Top of Material provided

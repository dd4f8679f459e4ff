pub mod config;
pub mod config_loader;
pub mod descriptor;
pub mod error;
pub mod traits;
pub mod workflow;

pub use config::*;
pub use config_loader::*;
pub use descriptor::*;
pub use error::*;
pub use traits::*;
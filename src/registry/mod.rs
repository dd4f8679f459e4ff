//! NuGet registry addressing and version index lookups

pub mod index;
pub mod kind;

pub use index::{RegistryIndexClient, classification_error};
pub use kind::{GITHUB_PACKAGES_PREFIX, RegistryKind, SOURCE_NAME};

Bottom of Material provided

* Work instructions
This calls for repeating all of the records, character for character.

* Solution to the problem
repository dd4f8679f459e4ff
pub mod config;
pub mod config_loader;
pub mod descriptor;
pub mod error;
pub mod traits;
pub mod workflow;

pub use config::*;
pub use config_loader::*;
pub use descriptor::*;
pub use error::*;
pub use traits::*;
filename src/registry/mod.rs
repository dd4f8679f459e4ff
//! NuGet registry addressing and version index lookups

pub mod index;
pub mod kind;

pub use index::{RegistryIndexClient, classification_error};
pub use kind::{GITHUB_PACKAGES_PREFIX, RegistryKind, SOURCE_NAME};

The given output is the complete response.